Critical Dosing Pitfall
Research demonstrates that weight-based underdosing increases the likelihood of frequent relapses in nephrotic syndrome by nearly 2-fold, though it doesn't affect initial response rates 4. The relative underdosing percentage was significantly higher in frequent relapsers (16.6%) compared to infrequent relapsers (8.7%) 4.

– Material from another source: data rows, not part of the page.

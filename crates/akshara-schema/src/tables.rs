//! Built-in reference data: primary scripts per language and the
//! romanization target of each script.
//!
//! Language keys are ISO 639-3. The first script of each entry is the primary
//! one. Scripts without a romanization entry have no defined target.

use crate::script::Script;

pub(crate) static LANGUAGE_SCRIPTS: &[(&str, &[Script])] = &[
    ("hin", &[Script::DEVANAGARI]),
    ("ara", &[Script::ARAB]),
    ("ben", &[Script::BENGALI]),
    ("rus", &[Script::RUSSIAN_CYRILLIC]),
    ("jpn", &[Script::HIRAGANA, Script::KATAKANA]),
    ("pan", &[Script::GURMUKHI, Script::SHAHMUKHI]),
    ("mar", &[Script::DEVANAGARI]),
    ("tel", &[Script::TELUGU]),
    ("tam", &[Script::TAMIL, Script::TAMIL_EXTENDED]),
    ("fas", &[Script::ARAB_FA, Script::ARAB]),
    ("urd", &[Script::URDU, Script::ARAB, Script::SHAHMUKHI]),
    ("guj", &[Script::GUJARATI]),
    ("pus", &[Script::ARAB]),
    ("mal", &[Script::MALAYALAM]),
    ("mai", &[Script::DEVANAGARI, Script::TIRHUTA, Script::KAITHI]),
    ("mya", &[Script::BURMESE]),
    ("ukr", &[Script::RUSSIAN_CYRILLIC]),
    ("uzb", &[Script::RUSSIAN_CYRILLIC]),
    ("orm", &[Script::ETHI]),
    ("asm", &[Script::ASSAMESE]),
    ("kur", &[Script::ARAB]),
    ("tha", &[Script::THAI]),
    ("nep", &[Script::DEVANAGARI]),
    ("khm", &[Script::KHMER]),
    ("sin", &[Script::SINHALA]),
    ("kaz", &[Script::RUSSIAN_CYRILLIC]),
    ("bul", &[Script::RUSSIAN_CYRILLIC]),
    ("bel", &[Script::RUSSIAN_CYRILLIC]),
    ("sat", &[Script::SANTALI]),
    ("srp", &[Script::RUSSIAN_CYRILLIC]),
    ("tir", &[Script::ETHI]),
    ("kas", &[Script::DEVANAGARI, Script::SHARADA]),
    ("kir", &[Script::RUSSIAN_CYRILLIC]),
    ("tgk", &[Script::RUSSIAN_CYRILLIC]),

    ("mni", &[Script::MEETEI_MAYEK]),
    ("bod", &[Script::TIBETAN]),
    ("new", &[Script::NEWA]),
    ("khb", &[Script::KHUEN_THAM, Script::LUE_THAM]),
    ("nod", &[Script::TAI_THAM]),
    ("lep", &[Script::LEPCHA]),
    ("lif", &[Script::LIMBU]),
    ("ccp", &[Script::CHAKMA]),
    ("gon", &[Script::GUNJALA_GONDI, Script::MASARAM_GONDI]),
    ("hoc", &[Script::WARANG_CITI]),
    ("rhg", &[Script::HANIFI_ROHINGYA]),
    ("kht", &[Script::KHAMTI_SHAN]),
    ("kaw", &[Script::KAWI]),
    ("jav", &[Script::JAVANESE]),
    ("bug", &[Script::BUGINESE]),
    ("syl", &[Script::SYLOTI_NAGRI]),
    ("bho", &[Script::DEVANAGARI]),
    ("awa", &[Script::DEVANAGARI]),
    ("kok", &[Script::DEVANAGARI]),
    ("dgo", &[Script::DEVANAGARI]),
    ("bra", &[Script::DEVANAGARI]),
    ("tjl", &[Script::TAI_LAING]),
    ("srb", &[Script::SORA_SOMPENG]),
    ("rej", &[Script::REJANG]),
    ("ban", &[Script::BALINESE]),
    ("saz", &[Script::SAURASHTRA]),
    ("mak", &[Script::MAKASAR]),
    ("div", &[Script::THAANA]),

    ("san", &[Script::DEVANAGARI]),
    ("ave", &[Script::AVESTAN]),
    ("pal", &[Script::PHLI]),
    ("xpr", &[Script::PRTI]),
    ("xna", &[Script::NARB]),
    ("xsa", &[Script::SARB]),
    ("peo", &[Script::OLD_PERSIAN]),
    ("sog", &[Script::SOGD]),
    ("arc", &[Script::ARMI]),
    ("phn", &[Script::PHNX]),
    ("smp", &[Script::SAMR]),
    ("uga", &[Script::UGAR]),
    ("syr", &[Script::SYRE]),

    ("aha", &[Script::AHOM]),
    ("btx", &[Script::BATAK_KARO]),
    ("btm", &[Script::BATAK_MANDA]),
    ("btd", &[Script::BATAK_PAKPAK]),
    ("bts", &[Script::BATAK_SIMA]),
    ("bbc", &[Script::BATAK_TOBA]),
    ("bku", &[Script::BUHID]),
    ("hnn", &[Script::HANUNOO]),
    ("mro", &[Script::MRO]),
    ("nnp", &[Script::WANCHO]),
];

pub(crate) static ROMANIZATIONS: &[(Script, Script)] = &[
    (Script::DEVANAGARI, Script::ISO),
    (Script::BENGALI, Script::ISO),
    (Script::GUJARATI, Script::ISO),
    (Script::GURMUKHI, Script::ISO),
    (Script::KANNADA, Script::ISO),
    (Script::MALAYALAM, Script::ISO),
    (Script::ORIYA, Script::ISO),
    (Script::TAMIL, Script::ISO),
    (Script::TELUGU, Script::ISO),
    (Script::SINHALA, Script::ISO),
    (Script::MEETEI_MAYEK, Script::ISO),
    (Script::TIRHUTA, Script::ISO),
    (Script::SYLOTI_NAGRI, Script::ISO),

    (Script::THAI, Script::ISO),
    (Script::LAO, Script::ISO),
    (Script::LAO_PALI, Script::ISO),
    (Script::BURMESE, Script::ISO),
    (Script::KHMER, Script::ISO),
    (Script::JAVANESE, Script::ISO),
    (Script::BALINESE, Script::ISO),
    (Script::CHAM, Script::ISO),
    (Script::TAI_THAM, Script::ISO),
    (Script::LAO_THAM, Script::ISO),
    (Script::KHUEN_THAM, Script::ISO),
    (Script::LUE_THAM, Script::ISO),
    (Script::CHAKMA, Script::ISO),
    (Script::LEPCHA, Script::ISO),
    (Script::LIMBU, Script::ISO),
    (Script::AHOM, Script::ISO),

    (Script::ARAB, Script::ISO233),
    (Script::ARAB_FA, Script::PERSIAN_DMG),
    (Script::HEBREW, Script::ISO259),
    (Script::HEBR_AR, Script::ISO259),
    (Script::SYRN, Script::LATN),
    (Script::SYRJ, Script::LATN),
    (Script::SYRE, Script::LATN),
    (Script::ARMI, Script::LATN),
    (Script::PHNX, Script::LATN),
    (Script::OLD_PERSIAN, Script::PERSIAN_DMG),

    (Script::HIRAGANA, Script::ISO),
    (Script::KATAKANA, Script::ISO),

    (Script::RUSSIAN_CYRILLIC, Script::ISO),
    (Script::IPA, Script::ISO),
    (Script::THAANA, Script::ISO),
    (Script::TIBETAN, Script::ISO),

    (Script::GRANTHA, Script::IAST),
    (Script::GRANTHA_PANDYA, Script::IAST),
    (Script::BRAHMI, Script::IAST),
    (Script::SIDDHAM, Script::IAST),
    (Script::SHARADA, Script::IAST),
    (Script::MODI, Script::IAST),
    (Script::NANDINAGARI, Script::IAST),
    (Script::KHAROSHTHI, Script::IAST),
    (Script::BHAIKSUKI, Script::IAST),
    (Script::TAMIL_BRAHMI, Script::IAST),

    (Script::NARB, Script::LATN),
    (Script::SARB, Script::LATN),
    (Script::PHLI, Script::PERSIAN_DMG),
    (Script::PHLP, Script::PERSIAN_DMG),
    (Script::PRTI, Script::PERSIAN_DMG),
    (Script::SOGO, Script::LATN),
    (Script::SOGD, Script::LATN),
    (Script::UGAR, Script::LATN),
    (Script::SAMR, Script::LATN),

    (Script::VATTELUTTU, Script::ISO),
    (Script::MAHAJANI, Script::ISO),
    (Script::MULTANI, Script::ISO),
    (Script::KHUDAWADI, Script::ISO),
    (Script::KHOJKI, Script::ISO),
    (Script::SHAN, Script::ISO),
    (Script::TAI_LAING, Script::ISO),
    (Script::KHAMTI_SHAN, Script::ISO),
    (Script::MONGOLIAN, Script::ISO),
    (Script::PHAGS_PA, Script::ISO),
    (Script::MARCHEN, Script::ISO),
    (Script::ZANABAZAR_SQUARE, Script::ISO),
    (Script::SOYOMBO, Script::ISO),
    (Script::DOGRA, Script::ISO),
    (Script::GUNJALA_GONDI, Script::ISO),
    (Script::MASARAM_GONDI, Script::ISO),
    (Script::SORA_SOMPENG, Script::ISO),
    (Script::WARANG_CITI, Script::ISO),
];
use super::{json_pretty, CliError, EXIT_SUCCESS};
use akshara_core::{Context, CoreError, ManagerBuilder, TranslitOptions};

pub fn run(
    builder: ManagerBuilder,
    ctx: &Context,
    text: &str,
    lang: &str,
    json: bool,
) -> Result<u8, CliError> {
    let manager = builder.build()?;

    let registry = manager.registry();
    let source = registry.default_script_for(lang).map_err(CoreError::from)?;
    let target = registry
        .romanization_scheme_for(&source)
        .map_err(CoreError::from)?;

    manager.init_quiet(ctx)?;
    let result = manager.roman(ctx, text, lang, &TranslitOptions::default())?;

    if json {
        let payload = serde_json::json!({
            "text": text,
            "lang": lang,
            "from": source,
            "to": target,
            "result": result,
        });
        println!("{}", json_pretty(&payload)?);
    } else {
        println!("{result}");
    }
    Ok(EXIT_SUCCESS)
}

Condition-Specific Dosing Protocols
For Nephrotic Syndrome (Initial Episode)
Initial Phase:
- 60 mg/m²/day (maximum 60 mg) as a single morning dose for 4-6 weeks 3
- Continue daily dosing until remission is achieved (trace/negative proteinuria for at least 3 consecutive days) 3
Alternate-Day Phase:
- Switch to 40 mg/m²/dose or 1.5 mg/kg/dose (maximum 40 mg) on alternate days for 2-5 months 3
- The Ibadan consensus recommends 6 weeks of alternate-day therapy followed by tapering at 10 mg/m²/week 3
Total treatment duration: 12-16 weeks 3
For Acute Asthma Exacerbation
- 1-2 mg/kg/day (typically 15-30 mg/day for a 15 kg child) as a single daily dose for 3-10 days 2, 6
- No tapering needed if duration is less than 10 days 2
For Autoimmune Conditions
- Initial dose: 2 mg/kg/day or 60 mg/m²/day (maximum 60 mg) as a single daily dose 1, 2
- For moderate disease: 0.3 mg/kg/day 6
- For severe disease: 0.75-1 mg/kg/day 6
Administration Timing
Give prednisone as a single morning dose before 9 AM to align with the body's natural cortisol rhythm and minimize HPA axis suppression. 2 If behavioral side effects (irritability, hyperactivity) occur, consider afternoon dosing after school 2.
Tapering Guidelines
For courses longer than 2 weeks, gradual tapering is essential to prevent adrenal insufficiency:
- Initial taper: reduce by 25-33% at appropriate intervals once clinical response is achieved 2, 6
- Structured approach: reduce by 5 mg weekly until reaching 10 mg/day, then by 2.5 mg weekly until reaching maintenance dose 1, 2
- For courses less than 10-14 days, abrupt cessation is safe without tapering 2
Special Considerations for Young Children
Dosing in Overweight Children
Always use ideal body weight, not actual body weight, for obese children to avoid overdosing and increased side effects. 3, 1, 2 A maximum dose of 60 mg daily should be considered even if calculated doses exceed this 3.
Tablet Availability
Since prednisone typically comes in 5 mg tablets, round doses up to the nearest 5 mg increment to facilitate practical administration 3. For a 15 kg child requiring 30 mg (weight-based) or 38 mg (BSA-based), prescribe 30-40 mg depending on the method chosen.
Monitoring Requirements
Essential monitoring during prednisone therapy:
- Growth parameters at each visit (height, weight) 1, 2
- Blood pressure monitoring 6
- Signs of Cushingoid features (moon facies, buffalo hump, striae) 6
- For therapy exceeding 18 months: baseline and annual bone mineral density testing 1, 2
- Consider calcium and vitamin D supplementation during therapy 6
Common Side Effects
- Weight gain and increased appetite occur in the majority of patients 6
- Cosmetic changes (Cushingoid features) occur in 80% after 2 years of treatment 1
- Growth deceleration is a concern with prolonged therapy 6
- Severe side effects are uncommon but more likely after prolonged therapy (>18 months) 1
When to Consider Steroid-Sparing Agents
Add steroid-sparing agents if:
- Frequent relapses occur (≥2 relapses in 6 months) 3
- Steroid-dependent pattern develops 3
- Significant steroid-related adverse effects emerge (growth failure, severe obesity, behavioral problems) 3, 7
First-line steroid-sparing options include levamisole (if available) or cyclophosphamide at 2 mg/kg/day for 8-12 weeks 3.